大手生保の新契約

金融庁が主要生損保の令和5年3月期決算の概要を公表していますね。生命保険会社については相変わらず「保険料等収入」「当期純利益(純剰余)」「ソルベンシー・マージン比率」の動きを説明しています。

「保険料等収入は、海外金利の上昇により、一時払外貨建て保険の販売が増加したことなどから、前年に比べ増収」

先日のブログで書いたように、昨年度の保険料等収入は外貨建て一時払い商品の販売が増えたということしかわかりません。
しかも、保険料収入が4.7兆円増えた一方で、解約返戻金も3.4兆円増えました。現場ではどのような販売活動が行われているのか知りたいところです。
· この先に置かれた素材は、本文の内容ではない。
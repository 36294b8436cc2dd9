//! ECUReset (0x11) subfunctions

use crate::code::DiagReturnCode;
use crate::connection::IncomingDiagConnection;
use crate::job::{DiagJob, JobOutcome, ResponseSendResult, ShutdownKind, UdsServices};
use crate::session::{DiagSessionMask, SessionType};

/// Delay granted to the ECU before a requested reset fires
pub const RESET_DELAY_MS: u32 = 100;
/// Shutdown time reported by EnableRapidPowerShutdown, in seconds
pub const RAPID_SHUTDOWN_TIME_S: u8 = 10;

/// ECUReset hardReset (`11 01`)
pub struct HardReset;

impl DiagJob for HardReset {
    fn implemented_request(&self) -> &[u8] {
        &[0x11, 0x01]
    }

    fn process(
        &mut self,
        services: &mut UdsServices,
        connection: &mut IncomingDiagConnection,
        _request: &[u8],
    ) -> JobOutcome {
        if !services.lifecycle.is_mode_change_possible() {
            return JobOutcome::Done(DiagReturnCode::ConditionsNotCorrect);
        }
        *services.dispatcher_enabled = false;
        connection.add_identifier(0x01);
        connection.release_request_get_response();
        connection.send_positive_response();
        JobOutcome::Done(DiagReturnCode::Ok)
    }

    fn response_sent(
        &mut self,
        services: &mut UdsServices,
        connection: &mut IncomingDiagConnection,
        _result: ResponseSendResult,
    ) {
        connection.terminate();
        if !services
            .lifecycle
            .request_shutdown(ShutdownKind::HardReset, RESET_DELAY_MS)
        {
            *services.dispatcher_enabled = true;
        }
    }
}

/// ECUReset softReset (`11 03`)
pub struct SoftReset;

impl DiagJob for SoftReset {
    fn implemented_request(&self) -> &[u8] {
        &[0x11, 0x03]
    }

    fn process(
        &mut self,
        services: &mut UdsServices,
        connection: &mut IncomingDiagConnection,
        _request: &[u8],
    ) -> JobOutcome {
        if !services.lifecycle.is_mode_change_possible() {
            return JobOutcome::Done(DiagReturnCode::ConditionsNotCorrect);
        }
        connection.add_identifier(0x03);
        connection.release_request_get_response();
        connection.send_positive_response();
        JobOutcome::Done(DiagReturnCode::Ok)
    }

    fn response_sent(
        &mut self,
        services: &mut UdsServices,
        connection: &mut IncomingDiagConnection,
        _result: ResponseSendResult,
    ) {
        connection.terminate();
        let _ = services
            .lifecycle
            .request_shutdown(ShutdownKind::SoftReset, RESET_DELAY_MS);
    }
}

/// ECUReset enableRapidPowerShutdown (`11 04`)
///
/// The positive response appends the shutdown time in seconds.
pub struct EnableRapidPowerShutdown;

impl DiagJob for EnableRapidPowerShutdown {
    fn implemented_request(&self) -> &[u8] {
        &[0x11, 0x04]
    }

    fn allowed_sessions(&self) -> DiagSessionMask {
        DiagSessionMask::empty()
            .with(SessionType::Default)
            .with(SessionType::Extended)
    }

    fn process(
        &mut self,
        _services: &mut UdsServices,
        connection: &mut IncomingDiagConnection,
        _request: &[u8],
    ) -> JobOutcome {
        connection.add_identifier(0x04);
        let response = connection.release_request_get_response();
        response.append_u8(RAPID_SHUTDOWN_TIME_S);
        connection.send_positive_response();
        JobOutcome::Done(DiagReturnCode::Ok)
    }

    fn response_sent(
        &mut self,
        services: &mut UdsServices,
        connection: &mut IncomingDiagConnection,
        _result: ResponseSendResult,
    ) {
        connection.terminate();
        let _ = services
            .lifecycle
            .request_power_down(true, RAPID_SHUTDOWN_TIME_S);
    }
}

/// ECUReset powerDown (`11 41`)
pub struct PowerDown;

impl DiagJob for PowerDown {
    fn implemented_request(&self) -> &[u8] {
        &[0x11, 0x41]
    }

    fn process(
        &mut self,
        _services: &mut UdsServices,
        connection: &mut IncomingDiagConnection,
        _request: &[u8],
    ) -> JobOutcome {
        connection.add_identifier(0x41);
        connection.release_request_get_response();
        connection.send_positive_response();
        JobOutcome::Done(DiagReturnCode::Ok)
    }

    fn response_sent(
        &mut self,
        services: &mut UdsServices,
        connection: &mut IncomingDiagConnection,
        _result: ResponseSendResult,
    ) {
        connection.terminate();
        let _ = services.lifecycle.request_power_down(false, 0);
    }
}
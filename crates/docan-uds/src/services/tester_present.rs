//! TesterPresent (0x3E)

use crate::code::DiagReturnCode;
use crate::connection::IncomingDiagConnection;
use crate::job::{DiagJob, JobOutcome, UdsServices};

const TESTER_PRESENT_ANSWER: u8 = 0x00;

/// Keeps non-default sessions alive
///
/// Subfunction `0x80` sets the suppress bit, so the frequent keep-alive
/// requests produce no bus traffic in response.
pub struct TesterPresent;

impl DiagJob for TesterPresent {
    fn implemented_request(&self) -> &[u8] {
        &[0x3E]
    }

    fn minimum_request_length(&self) -> usize {
        2
    }

    fn suppress_positive_response_allowed(&self) -> bool {
        true
    }

    fn process(
        &mut self,
        _services: &mut UdsServices,
        connection: &mut IncomingDiagConnection,
        request: &[u8],
    ) -> JobOutcome {
        if request.len() != 2 {
            return JobOutcome::Done(DiagReturnCode::InvalidFormat);
        }
        if request[1] != TESTER_PRESENT_ANSWER {
            return JobOutcome::Done(DiagReturnCode::SubfunctionNotSupported);
        }
        connection.add_identifier(TESTER_PRESENT_ANSWER);
        connection.release_request_get_response();
        connection.send_positive_response();
        JobOutcome::Done(DiagReturnCode::Ok)
    }
}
では、大手生保が主力としてきた営業職員チャネルによる平準払いの保障性商品はどのくらい売れたのでしょうか。
これが公表資料だけではなかなかつかみにくいのですが、個人保険の新契約年換算保険料(ANP)を軸に、各社の説明資料を参考にしながら動向を探ってみました。
結論を先に言えば、新契約はコロナ前の水準に総じて戻っておらず、生産性の向上が課題となっているようです。

【日本生命】
日本生命は決算説明資料などでチャネル別の新契約ANPを公表しています(国内4社合計、個人保険・個人年金保険)。これによると、はなさく生命が好調な代理店チャネルはコロナ前の2019年度を大きく上回っているものの、営業職員チャネルは2019年度を16%下回りました。
円建ての一時払い貯蓄性商品の販売減少のほか、IR資料によると、営業職員の生産性向上と職員数の維持拡大が課題となっているそうで、おそらくコロナで訪問活動や採用活動が制約されている影響が出ているのではないかと思います。

【第一生命】
投資家・アナリスト向け情報開示が進んでいるうえ、営業職員チャネルは第一生命、銀行窓販は第一フロンティア生命、代理店チャネルはネオファースト生命なので、4社のなかで最も状況を把握しやすいです。
営業職員チャネルは苦戦が続いています。個人保険の新契約ANPはコロナ前の2019年度に比べて半減しており、第三分野だけをみても半減しています。EVの新契約価値も低調です。
IR資料によると、「既契約のお客さまを中心とした営業活動による新たなお客様づくりの遅れ」「生涯設計デザイナー(営業職員)チャネル体制改革を企図した運営変更」等が背景にあるとのことです。

【住友生命】
4社のなかで最も情報が少ないので推測を含みますが、銀行窓販の収入保険料を期間20年で年換算すると、昨年度の営業職員チャネルはほぼ横ばい、2019年度の8割前後の新契約ANPの水準ではないかと思います。
主力商品「Vitality」の新契約件数は、Vitalityスマート(保険契約なしの商品)も含んだ数値ではありますが、2019年度を大きく上回っています。これが新契約ANPにどう影響しているのかは、残念ながら全くわかりません。
代理店チャネルのメディケア生命の新契約ANPは第三分野を中心に200億円をやや下回る水準で推移しており、堅調と言えそうです。

【明治安田生命】
決算説明資料でチャネル別の情報を提供しています。これによると、営業職員チャネルは前期比40%増となりました。ただし、このなかには外貨建て一時払い保険も含まれています(保険料収入で約4100億円の増収)。
そこで「保障性商品新契約ANP」という数値を見ると、こちらは約10%の増収でした。コロナ前の2019年度と比べても2.4%の増収です。
もっとも、明治安田生命はこの間、営業職員の数を約10%増やしている(日本生命と第一生命は減少、住友生命は4%増)ので、その影響もあるかもしれません。

以上になります。ご参考まで。

※前々回のブラタモリは大阪・梅田でしたね(季節外れの写真ですみません)。

※いつものように個人的なコメントということでお願いします。